Olive Ridley Project Launches Sea Turtle Photo-Identification Campaign
Olive Ridley Project, an NGO working to protect sea turtles and their habitats, is launching a digital campaign called “Become a Citizen Scientist”, to encourage sea-turtle photo-identification submissions in the Maldives.
The campaign will be conducted on ORP’s social media and via training events for stakeholders and the public. An open event titled ‘The Turtle Talk’ will also be held at the Maldives National University this week to educate the public about ORP’s work, sea turtle biology, and the sea turtle identification research project, and how to contribute to it. The special guest speaker for the event is ORP’s Senior Project Scientist Dr. Stephanie Köhnk.
Dr. Stephanie Köhnk explained that “what we hope to achieve from the campaign is to increase the data coverage to new regions to get a complete understanding of the turtle populations in the country. We would like to get more contributions from local islands, especially from excursion guides and photographers that are in the water. We want to learn about new habitats of significance to sea turtles, and how the population changes over time.”

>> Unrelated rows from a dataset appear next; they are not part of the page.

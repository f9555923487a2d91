use std::rc::Rc;

use smallvec::SmallVec;

use crate::ToggleError;

pub type Callback = Rc<dyn Fn()>;
pub type ActivateHandler = Rc<dyn Fn() -> Result<(), ToggleError>>;

/// Key carrying the effective `on` flag on a toggler descriptor.
pub const PRESSED: &str = "pressed";
/// Key carrying the activation handler on toggler and resetter descriptors.
pub const ON_ACTIVATE: &str = "on_activate";

/// Value universe for descriptor entries. Closed on purpose: the rendering
/// collaborator gets typed values, not reflection over arbitrary objects.
#[derive(Clone)]
pub enum PropValue {
    Bool(bool),
    Int(i64),
    Float(f64),
    Text(String),
    Activate(ActivateHandler),
}

impl PropValue {
    pub fn as_bool(&self) -> Option<bool> {
        match self {
            PropValue::Bool(v) => Some(*v),
            _ => None,
        }
    }

    pub fn as_activate(&self) -> Option<&ActivateHandler> {
        match self {
            PropValue::Activate(f) => Some(f),
            _ => None,
        }
    }
}

impl std::fmt::Debug for PropValue {
    fn fmt(&self, f: &mut std::fmt::Formatter<'_>) -> std::fmt::Result {
        match self {
            PropValue::Bool(v) => f.debug_tuple("Bool").field(v).finish(),
            PropValue::Int(v) => f.debug_tuple("Int").field(v).finish(),
            PropValue::Float(v) => f.debug_tuple("Float").field(v).finish(),
            PropValue::Text(v) => f.debug_tuple("Text").field(v).finish(),
            PropValue::Activate(_) => write!(f, "Activate(<callback>)"),
        }
    }
}

/// Overrides a caller may hand to a prop getter.
///
/// `on_activate` is never replaced: it is composed in front of the store's own
/// transition (caller first, then the transition). Entries in `extra` are
/// merged after the store's defaults, so on a key collision the caller wins.
#[derive(Clone, Default)]
pub struct PropOverrides {
    pub on_activate: Option<Callback>,
    pub extra: Vec<(String, PropValue)>,
}

impl PropOverrides {
    pub fn new() -> Self {
        Self::default()
    }

    pub fn on_activate(mut self, f: impl Fn() + 'static) -> Self {
        self.on_activate = Some(Rc::new(f));
        self
    }

    pub fn with(mut self, key: impl Into<String>, value: PropValue) -> Self {
        self.extra.push((key.into(), value));
        self
    }
}

/// Insertion-ordered props consumed by the external rendering collaborator.
#[derive(Clone, Debug, Default)]
pub struct PropsDescriptor {
    entries: SmallVec<[(String, PropValue); 4]>,
}

impl PropsDescriptor {
    pub fn new() -> Self {
        Self::default()
    }

    /// Replaces the value in place when the key exists (the entry keeps its
    /// original position), appends otherwise.
    pub fn insert(&mut self, key: impl Into<String>, value: PropValue) {
        let key = key.into();
        if let Some(entry) = self.entries.iter_mut().find(|(k, _)| *k == key) {
            entry.1 = value;
        } else {
            self.entries.push((key, value));
        }
    }

    pub fn get(&self, key: &str) -> Option<&PropValue> {
        self.entries.iter().find(|(k, _)| k == key).map(|(_, v)| v)
    }

    pub fn iter(&self) -> impl Iterator<Item = (&str, &PropValue)> {
        self.entries.iter().map(|(k, v)| (k.as_str(), v))
    }

    pub fn len(&self) -> usize {
        self.entries.len()
    }

    pub fn is_empty(&self) -> bool {
        self.entries.is_empty()
    }

    /// The effective `on` flag, when this descriptor carries one.
    pub fn pressed(&self) -> Option<bool> {
        self.get(PRESSED).and_then(PropValue::as_bool)
    }

    /// The composed activation handler, when present.
    pub fn on_activate(&self) -> Option<ActivateHandler> {
        self.get(ON_ACTIVATE).and_then(|v| v.as_activate().cloned())
    }

    /// Runs the activation handler. A descriptor without one is inert.
    pub fn activate(&self) -> Result<(), ToggleError> {
        match self.on_activate() {
            Some(f) => f(),
            None => Ok(()),
        }
    }
}

/// Composes the caller's handler in front of a store transition. The caller
/// runs first, then the transition, each exactly once per activation.
pub fn compose_activate(first: Option<Callback>, then: ActivateHandler) -> ActivateHandler {
    Rc::new(move || {
        if let Some(f) = &first {
            f();
        }
        then()
    })
}
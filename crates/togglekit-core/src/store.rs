use std::cell::{Cell, RefCell};
use std::rc::Rc;

use crate::diagnostics::{self, Diagnostics};
use crate::props::{
    ActivateHandler, ON_ACTIVATE, PRESSED, PropOverrides, PropValue, PropsDescriptor,
    compose_activate,
};
use crate::reducer::{Reducer, toggle_reducer};
use crate::{Action, ToggleError, ToggleState};

pub type ChangeListener = Rc<dyn Fn(ToggleState, &Action)>;

/// Who owns the authoritative `on` value. Decided once at construction and
/// never re-derived afterwards.
#[derive(Clone, Copy, Debug, PartialEq, Eq)]
pub enum ControlMode {
    /// The caller owns the value and feeds it in via `controlled_on`.
    Controlled,
    /// The store's internal state is authoritative.
    Uncontrolled,
}

/// Options for [`ToggleStore::new`].
#[derive(Clone, Default)]
pub struct ToggleConfig {
    initial_on: bool,
    reducer: Option<Reducer>,
    on_change: Option<ChangeListener>,
    controlled_on: Option<bool>,
    read_only: bool,
    diagnostics: Diagnostics,
}

impl ToggleConfig {
    pub fn new() -> Self {
        Self::default()
    }

    /// Starting value for the internal state. Latched when the store is
    /// built; the store never looks at this input again.
    pub fn initial_on(mut self, on: bool) -> Self {
        self.initial_on = on;
        self
    }

    /// Replace the default [`toggle_reducer`].
    pub fn reducer(
        mut self,
        f: impl Fn(ToggleState, &Action) -> Result<ToggleState, ToggleError> + 'static,
    ) -> Self {
        self.reducer = Some(Rc::new(f));
        self
    }

    /// Listener invoked with the suggested next state and the action that
    /// produced it, on every dispatch, in both modes.
    pub fn on_change(mut self, f: impl Fn(ToggleState, &Action) + 'static) -> Self {
        self.on_change = Some(Rc::new(f));
        self
    }

    /// Supply an owner-held `on` value. Presence of this input at build time
    /// puts the store in [`ControlMode::Controlled`] for its whole lifetime.
    pub fn controlled_on(mut self, on: bool) -> Self {
        self.controlled_on = Some(on);
        self
    }

    /// Acknowledge a controlled value with no `on_change` listener.
    pub fn read_only(mut self, read_only: bool) -> Self {
        self.read_only = read_only;
        self
    }

    pub fn diagnostics(mut self, diagnostics: Diagnostics) -> Self {
        self.diagnostics = diagnostics;
        self
    }
}

struct StoreInner {
    initial: ToggleState,
    mode: ControlMode,
    state: RefCell<ToggleState>,
    controlled_on: Cell<Option<bool>>,
    reducer: Reducer,
    on_change: Option<ChangeListener>,
    read_only: bool,
    diagnostics: Diagnostics,
}

/// A headless toggle-state store.
///
/// Cheaply clonable handle over one shared state value, so prop-getter
/// callbacks can capture the store they transition.
#[derive(Clone)]
pub struct ToggleStore(Rc<StoreInner>);

impl ToggleStore {
    pub fn new(config: ToggleConfig) -> Self {
        let initial = ToggleState {
            on: config.initial_on,
        };
        let mode = match config.controlled_on {
            Some(_) => ControlMode::Controlled,
            None => ControlMode::Uncontrolled,
        };

        if config.diagnostics.enabled()
            && mode == ControlMode::Controlled
            && config.on_change.is_none()
            && !config.read_only
        {
            diagnostics::warn_read_only();
        }

        Self(Rc::new(StoreInner {
            initial,
            mode,
            state: RefCell::new(initial),
            controlled_on: Cell::new(config.controlled_on),
            reducer: config.reducer.unwrap_or_else(|| Rc::new(toggle_reducer)),
            on_change: config.on_change,
            read_only: config.read_only,
            diagnostics: config.diagnostics,
        }))
    }

    /// The current effective `on`: the controlled override when controlled,
    /// otherwise the internal state.
    pub fn on(&self) -> bool {
        match (self.0.mode, self.0.controlled_on.get()) {
            (ControlMode::Controlled, Some(on)) => on,
            _ => self.0.state.borrow().on,
        }
    }

    /// Effective state in the reducer's shape.
    pub fn state(&self) -> ToggleState {
        ToggleState { on: self.on() }
    }

    pub fn mode(&self) -> ControlMode {
        self.0.mode
    }

    /// The state latched at construction; `reset` jumps back to this.
    pub fn initial_state(&self) -> ToggleState {
        self.0.initial
    }

    pub fn read_only(&self) -> bool {
        self.0.read_only
    }

    /// Owner-side input refresh. Updates the override value when the store is
    /// controlled. The latched mode never changes: an input whose
    /// controlled-ness drifted from it only trips a diagnostic and is
    /// otherwise ignored.
    pub fn set_controlled_on(&self, on: Option<bool>) {
        let observed = match on {
            Some(_) => ControlMode::Controlled,
            None => ControlMode::Uncontrolled,
        };
        if self.0.diagnostics.enabled() && observed != self.0.mode {
            diagnostics::warn_mode_switch(self.0.mode, observed);
        }
        if self.0.mode == ControlMode::Controlled
            && let Some(on) = on
        {
            self.0.controlled_on.set(Some(on));
        }
    }

    pub fn toggle(&self) -> Result<(), ToggleError> {
        self.dispatch(Action::Toggle)
    }

    pub fn reset(&self) -> Result<(), ToggleError> {
        self.dispatch(Action::Reset(self.0.initial))
    }

    /// Low-level dispatch; [`toggle`](Self::toggle) and
    /// [`reset`](Self::reset) are conveniences over this.
    ///
    /// The suggestion handed to `on_change` is always computed from the
    /// effective state, so a controlled owner sees what the store would do
    /// even though only the owner can move the visible value. A reducer error
    /// aborts before any state write.
    pub fn dispatch(&self, action: Action) -> Result<(), ToggleError> {
        let effective = ToggleState { on: self.on() };
        let suggested = (self.0.reducer)(effective, &action)?;

        match self.0.mode {
            ControlMode::Uncontrolled => {
                // effective and internal state coincide here
                *self.0.state.borrow_mut() = suggested;
            }
            ControlMode::Controlled => {
                // The internal copy still advances, even though nothing reads
                // it while the mode is controlled.
                let current = *self.0.state.borrow();
                let next = (self.0.reducer)(current, &action)?;
                *self.0.state.borrow_mut() = next;
            }
        }

        if let Some(on_change) = &self.0.on_change {
            on_change(suggested, &action);
        }
        Ok(())
    }

    /// Descriptor for the interactive element that flips the toggle.
    pub fn toggler_props(&self, overrides: PropOverrides) -> PropsDescriptor {
        let store = self.clone();
        let transition: ActivateHandler = Rc::new(move || store.toggle());
        self.interactive_props(Some(self.on()), overrides, transition)
    }

    /// Descriptor for the element that restores the latched initial state.
    pub fn resetter_props(&self, overrides: PropOverrides) -> PropsDescriptor {
        let store = self.clone();
        let transition: ActivateHandler = Rc::new(move || store.reset());
        self.interactive_props(None, overrides, transition)
    }

    fn interactive_props(
        &self,
        pressed: Option<bool>,
        overrides: PropOverrides,
        transition: ActivateHandler,
    ) -> PropsDescriptor {
        let mut props = PropsDescriptor::new();
        if let Some(pressed) = pressed {
            props.insert(PRESSED, PropValue::Bool(pressed));
        }
        props.insert(
            ON_ACTIVATE,
            PropValue::Activate(compose_activate(overrides.on_activate, transition)),
        );
        for (key, value) in overrides.extra {
            if key == ON_ACTIVATE {
                // the handler is always composed, never replaced
                continue;
            }
            props.insert(key, value);
        }
        props
    }
}
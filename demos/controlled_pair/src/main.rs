//! Control-props walkthrough: one owner-held value drives two controlled
//! stores in lockstep. The stores only ever *suggest* changes through
//! `on_change`; the owner decides what the visible value becomes and feeds it
//! back in.

use std::cell::Cell;
use std::rc::Rc;

use togglekit_core::*;

fn main() -> anyhow::Result<()> {
    env_logger::init();

    let both_on = Rc::new(Cell::new(false));
    let times_clicked = Rc::new(Cell::new(0u32));

    let reconcile = {
        let both_on = both_on.clone();
        let times_clicked = times_clicked.clone();
        move |suggested: ToggleState, action: &Action| {
            // past four clicks the owner stops accepting toggles
            if matches!(action, Action::Toggle) && times_clicked.get() >= 4 {
                log::warn!("whoa, you clicked too much");
                return;
            }
            both_on.set(suggested.on);
            times_clicked.set(times_clicked.get() + 1);
        }
    };

    let left = ToggleStore::new(
        ToggleConfig::new()
            .controlled_on(both_on.get())
            .on_change(reconcile.clone()),
    );
    let right = ToggleStore::new(
        ToggleConfig::new()
            .controlled_on(both_on.get())
            .on_change(reconcile),
    );

    // a controlled store with no listener has to say so
    let frozen = ToggleStore::new(ToggleConfig::new().controlled_on(true).read_only(true));

    // and an uncontrolled one just works on its own
    let standalone = ToggleStore::new(ToggleConfig::new().initial_on(true).on_change(
        |suggested, action| {
            log::info!(
                "standalone suggestion: on={} after `{}`",
                suggested.on,
                action.kind()
            );
        },
    ));

    for round in 1..=6 {
        left.toggle()?;
        left.set_controlled_on(Some(both_on.get()));
        right.set_controlled_on(Some(both_on.get()));
        println!(
            "round {round}: left={} right={} clicks={}",
            left.on(),
            right.on(),
            times_clicked.get()
        );
    }

    // the reset button lives with the owner, not the stores
    both_on.set(false);
    times_clicked.set(0);
    left.set_controlled_on(Some(both_on.get()));
    right.set_controlled_on(Some(both_on.get()));
    println!("after reset: left={} right={}", left.on(), right.on());

    standalone.toggle()?;
    println!(
        "standalone={} frozen={}",
        standalone.on(),
        frozen.on()
    );
    Ok(())
}
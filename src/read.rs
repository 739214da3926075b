use std::io::{self, ErrorKind, Read};

use tracing::{debug, trace};

use crate::{
    error::{ArgumentError, Error},
    index::LineIndex,
    Result,
};

/// Describes which bytes have to be read to retrieve a line.
#[derive(Debug, Clone, Copy, PartialEq, Eq)]
pub(crate) struct ReadPlan {
    pub(crate) line: u64,
    /// Offset to seek to
    pub(crate) begin: u64,
    /// Amount of bytes to read, never more than the maximum line length
    pub(crate) len: usize,
    /// Length of the full line
    pub(crate) line_len: u64,
}

impl ReadPlan {
    /// Plan reading the 1-based `line`. Fails without touching the stream if `line` doesn't
    /// exist.
    pub(crate) fn new(index: &LineIndex, line: u64, max_line_len: u64) -> Result<Self> {
        let span = index.span(line).ok_or(ArgumentError::LineOutOfRange {
            line,
            count: index.count(),
        })?;

        let line_len = span.len();
        Ok(Self {
            line,
            begin: span.begin,
            len: line_len.min(max_line_len) as usize,
            line_len,
        })
    }

    #[inline]
    pub(crate) fn is_truncated(&self) -> bool {
        self.line_len > self.len as u64
    }

    /// Turns the bytes read and the result of reading them into the lines final result.
    pub(crate) fn finish(&self, buf: Vec<u8>, res: io::Result<()>) -> Result<Vec<u8>> {
        if let Err(source) = res {
            debug!(
                line = self.line,
                read = buf.len(),
                expected = self.len,
                "short read: {}",
                source
            );
            return Err(Error::ShortRead {
                partial: buf,
                expected: self.len,
                source,
            });
        }

        if self.is_truncated() {
            debug!(
                line = self.line,
                line_len = self.line_len,
                "truncated line to {} bytes",
                self.len
            );
            return Err(Error::LineTruncated {
                prefix: buf,
                line_len: self.line_len,
            });
        }

        trace!(line = self.line, len = self.len, "read line");
        Ok(buf)
    }
}

/// Reads exactly `len` bytes from `reader` and appends them to `buf`. If the stream fails or ends
/// early, everything read until then is kept in `buf`.
pub(crate) fn read_exact_into<R: Read>(reader: R, len: usize, buf: &mut Vec<u8>) -> io::Result<()> {
    let n = reader.take(len as u64).read_to_end(buf)?;
    check_len(n, len)
}

#[inline]
pub(crate) fn check_len(read: usize, expected: usize) -> io::Result<()> {
    if read < expected {
        return Err(io::Error::new(
            ErrorKind::UnexpectedEof,
            format!("stream ended after {} of {} bytes", read, expected),
        ));
    }
    Ok(())
}

#[cfg(test)]
mod tests {
    use std::io::Cursor;

    use super::*;

    fn index(s: &str) -> LineIndex {
        LineIndex::build(&mut Cursor::new(s), 64).unwrap()
    }

    #[test]
    fn test_plan() {
        let index = index("abc\nlonger line");

        let plan = ReadPlan::new(&index, 2, 100).unwrap();
        assert_eq!(plan.begin, 4);
        assert_eq!(plan.len, 11);
        assert!(!plan.is_truncated());

        let plan = ReadPlan::new(&index, 2, 6).unwrap();
        assert_eq!(plan.len, 6);
        assert_eq!(plan.line_len, 11);
        assert!(plan.is_truncated());
    }

    #[test]
    fn test_plan_out_of_range() {
        let index = index("abc\n");
        for line in &[0, 3, u64::MAX] {
            let err = ReadPlan::new(&index, *line, 100).unwrap_err();
            assert!(err.is_invalid_argument());
        }
    }

    #[test]
    fn test_finish() {
        let index = index("0123456789");
        let plan = ReadPlan::new(&index, 1, 4).unwrap();

        match plan.finish(b"0123".to_vec(), Ok(())) {
            Err(Error::LineTruncated { prefix, line_len }) => {
                assert_eq!(prefix, b"0123");
                assert_eq!(line_len, 10);
            }
            res => panic!("unexpected result: {:?}", res),
        }

        // A failed read takes precedence over truncation
        let res = plan.finish(b"01".to_vec(), Err(ErrorKind::UnexpectedEof.into()));
        match res {
            Err(Error::ShortRead {
                partial, expected, ..
            }) => {
                assert_eq!(partial, b"01");
                assert_eq!(expected, 4);
            }
            res => panic!("unexpected result: {:?}", res),
        }
    }

    #[test]
    fn test_read_exact_into() {
        let mut buf = b"x".to_vec();
        read_exact_into(&mut Cursor::new("abcdef"), 3, &mut buf).unwrap();
        assert_eq!(buf, b"xabc");

        let mut buf = Vec::new();
        let err = read_exact_into(&mut Cursor::new("ab"), 3, &mut buf).unwrap_err();
        assert_eq!(err.kind(), ErrorKind::UnexpectedEof);
        assert_eq!(buf, b"ab");
    }
}
use std::{io, string::FromUtf8Error};

use thiserror::Error;

/// Reasons for rejecting an argument. Always detected before any I/O happens.
#[derive(Debug, Clone, Copy, PartialEq, Eq, Error)]
pub enum ArgumentError {
    /// No stream was passed in
    #[error("no stream to index")]
    MissingStream,
    /// Requested a line outside of `1..=count`
    #[error("line {line} is out of range 1..={count}")]
    LineOutOfRange { line: u64, count: u64 },
}

#[derive(Debug, Error)]
pub enum Error {
    #[error("invalid argument: {0}")]
    InvalidArgument(#[from] ArgumentError),

    #[error("io failure: {0}")]
    Io(#[from] io::Error),

    /// The stream could not supply the whole line. `partial` holds everything that was read.
    #[error("short read: got {} of {expected} bytes: {source}", .partial.len())]
    ShortRead {
        partial: Vec<u8>,
        expected: usize,
        #[source]
        source: io::Error,
    },

    /// The line is longer than the configured maximum. `prefix` holds exactly the maximum amount
    /// of bytes from the start of the line.
    #[error("line truncated to {} of {line_len} bytes", .prefix.len())]
    LineTruncated { prefix: Vec<u8>, line_len: u64 },

    #[error("line is not valid utf-8: {0}")]
    Utf8(#[from] FromUtf8Error),
}

impl Error {
    /// Returns `true` if the error only signals that the returned content is incomplete in an
    /// expected way, i.e. the line was truncated.
    #[inline]
    pub fn is_soft(&self) -> bool {
        matches!(self, Self::LineTruncated { .. })
    }

    #[inline]
    pub fn is_invalid_argument(&self) -> bool {
        matches!(self, Self::InvalidArgument(_))
    }

    /// Bytes of the line which could be read before the error occurred, if any.
    pub fn partial_content(&self) -> Option<&[u8]> {
        match self {
            Self::ShortRead { partial, .. } => Some(partial),
            Self::LineTruncated { prefix, .. } => Some(prefix),
            Self::Utf8(e) => Some(e.as_bytes()),
            _ => None,
        }
    }

    /// Same as `partial_content` but takes ownership of the bytes.
    pub fn into_partial(self) -> Option<Vec<u8>> {
        match self {
            Self::ShortRead { partial, .. } => Some(partial),
            Self::LineTruncated { prefix, .. } => Some(prefix),
            Self::Utf8(e) => Some(e.into_bytes()),
            _ => None,
        }
    }
}

#[cfg(test)]
mod tests {
    use super::*;

    #[test]
    fn test_soft() {
        let truncated = Error::LineTruncated {
            prefix: b"abc".to_vec(),
            line_len: 10,
        };
        assert!(truncated.is_soft());
        assert_eq!(truncated.partial_content(), Some(&b"abc"[..]));
        assert_eq!(truncated.to_string(), "line truncated to 3 of 10 bytes");

        let short = Error::ShortRead {
            partial: b"ab".to_vec(),
            expected: 5,
            source: io::ErrorKind::UnexpectedEof.into(),
        };
        assert!(!short.is_soft());
        assert_eq!(short.into_partial(), Some(b"ab".to_vec()));
    }

    #[test]
    fn test_invalid_argument() {
        let err: Error = ArgumentError::LineOutOfRange { line: 0, count: 3 }.into();
        assert!(err.is_invalid_argument());
        assert!(err.partial_content().is_none());
        assert_eq!(
            err.to_string(),
            "invalid argument: line 0 is out of range 1..=3"
        );
    }
}
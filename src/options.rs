/// Default ceiling for the length of a single line (0x3FFF)
pub const MAX_LINE_LEN: u64 = 16383;

/// Default amount of bytes read at once while indexing
pub const CHUNK_SIZE: usize = 16383;

/// Settings used for building an index and reading lines from it.
#[derive(Debug, Clone, Copy, PartialEq, Eq)]
pub struct Options {
    pub(crate) max_line_len: u64,
    pub(crate) chunk_size: usize,
}

impl Options {
    #[inline]
    pub fn new() -> Self {
        Self::default()
    }

    /// Lines longer than `max_line_len` get truncated to `max_line_len` bytes when read.
    #[inline]
    pub fn max_line_len(mut self, max_line_len: u64) -> Self {
        self.max_line_len = max_line_len;
        self
    }

    /// Size of the buffer used while scanning the stream. Has no effect on the resulting index.
    #[inline]
    pub fn chunk_size(mut self, chunk_size: usize) -> Self {
        self.chunk_size = chunk_size.max(1);
        self
    }

    #[inline]
    pub fn get_max_line_len(&self) -> u64 {
        self.max_line_len
    }

    #[inline]
    pub fn get_chunk_size(&self) -> usize {
        self.chunk_size
    }
}

impl Default for Options {
    #[inline]
    fn default() -> Self {
        Self {
            max_line_len: MAX_LINE_LEN,
            chunk_size: CHUNK_SIZE,
        }
    }
}

#[cfg(test)]
mod tests {
    use super::*;

    #[test]
    fn test_defaults() {
        let opts = Options::new();
        assert_eq!(opts.get_max_line_len(), 16383);
        assert_eq!(opts.get_chunk_size(), 16383);
    }

    #[test]
    fn test_zero_chunk() {
        let opts = Options::new().chunk_size(0).max_line_len(0);
        assert_eq!(opts.get_chunk_size(), 1);
        assert_eq!(opts.get_max_line_len(), 0);
    }
}
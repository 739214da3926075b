use std::{io::ErrorKind, sync::Arc};

use async_std::{
    fs,
    io::{self, prelude::*, SeekFrom},
    path::Path,
};
use async_trait::async_trait;

use crate::{
    index::{IndexBuilder, LineIndex},
    options::Options,
    read::{check_len, ReadPlan},
    Indexable, Result,
};

/// A wrapper around `async_std::fs::File` which implements `AsyncReadByLine` and holds an index
/// of the lines.
#[derive(Debug)]
pub struct LineFile {
    inner_file: fs::File,
    index: Arc<LineIndex>,
    options: Options,
}

impl LineFile {
    /// Open a file and index its lines.
    ///
    /// Returns an error if an io error occurs while opening or scanning the file
    #[inline]
    pub async fn open<P: AsRef<Path>>(path: P) -> Result<LineFile> {
        Self::open_with(path, Options::default()).await
    }

    /// Same as `open` but uses custom `options`.
    pub async fn open_with<P: AsRef<Path>>(path: P, options: Options) -> Result<LineFile> {
        let mut inner_file = fs::File::open(path).await?;
        let index = scan(&mut inner_file, options.chunk_size).await?;

        Ok(Self {
            inner_file,
            index: Arc::new(index),
            options,
        })
    }

    /// Open a file which was already indexed and use `index` as index.
    /// Expects the index to be built for the files current content.
    pub async fn open_with_index<P: AsRef<Path>>(
        path: P,
        index: Arc<LineIndex>,
        options: Options,
    ) -> Result<LineFile> {
        let inner_file = fs::File::open(path).await?;

        Ok(Self {
            inner_file,
            index,
            options,
        })
    }

    /// Returns a shared reference to the index
    #[inline]
    pub fn index(&self) -> &Arc<LineIndex> {
        &self.index
    }
}

async fn scan(file: &mut fs::File, chunk_size: usize) -> Result<LineIndex> {
    file.seek(SeekFrom::Start(0)).await?;

    let mut builder = IndexBuilder::new();
    let mut buf = vec![0; chunk_size.max(1)];

    loop {
        let n = match file.read(&mut buf).await {
            Ok(0) => break,
            Ok(n) => n,
            Err(e) if e.kind() == ErrorKind::Interrupted => continue,
            Err(e) => return Err(e.into()),
        };
        builder.feed(&buf[..n]);
    }

    Ok(builder.finish())
}

impl Indexable for LineFile {
    #[inline]
    fn get_index(&self) -> &LineIndex {
        &self.index
    }
}

/// Async version of `ReadByLine`. Lines are numbered from 1 to `count()`.
#[async_trait]
pub trait AsyncReadByLine: Indexable + Send {
    /// Should seek the underlying stream to `offset`
    async fn seek_to(&mut self, offset: u64) -> Result<()>;

    /// Should read exactly `len` bytes from the current position and append them to `buf`,
    /// keeping the bytes read so far on failure.
    async fn read_current(&mut self, len: usize, buf: &mut Vec<u8>) -> io::Result<()>;

    /// Lines longer than the returned value get truncated
    fn max_line_len(&self) -> u64;

    /// Reads the given line. Errors are the same as for `ReadByLine::get_line`.
    async fn get_line(&mut self, line: u64) -> Result<Vec<u8>> {
        let plan = ReadPlan::new(self.get_index(), line, self.max_line_len())?;
        self.seek_to(plan.begin).await?;

        let mut buf = Vec::with_capacity(plan.len);
        let res = self.read_current(plan.len, &mut buf).await;
        plan.finish(buf, res)
    }

    /// Reads the given line as `String`
    async fn read_line(&mut self, line: u64) -> Result<String> {
        Ok(String::from_utf8(self.get_line(line).await?)?)
    }
}

#[async_trait]
impl AsyncReadByLine for LineFile {
    #[inline]
    async fn seek_to(&mut self, offset: u64) -> Result<()> {
        self.inner_file.seek(SeekFrom::Start(offset)).await?;
        Ok(())
    }

    async fn read_current(&mut self, len: usize, buf: &mut Vec<u8>) -> io::Result<()> {
        let n = (&mut self.inner_file)
            .take(len as u64)
            .read_to_end(buf)
            .await?;
        check_len(n, len)
    }

    #[inline]
    fn max_line_len(&self) -> u64 {
        self.options.max_line_len
    }
}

ORP has been collecting sea turtle identification photos in the Maldives since 2013 and the organization’s sea turtle database is the largest in the country, with over 5500 individuals identified across 17 different atolls. The NGO is hoping to expand their database with increased citizen science contributions, and they are calling out to all divers, marine biologists, guides, visitors and locals to contribute and submit their sea turtle photos.
Sea turtles can be identified by their facial scales, with each individual turtle sporting a unique pattern, much like human fingerprints. Photo-ID therefore proves to be a non-invasive method of effectively identifying and recording sea turtles, and these data serve a crucial component in making informed decisions on protecting the species at a policy level.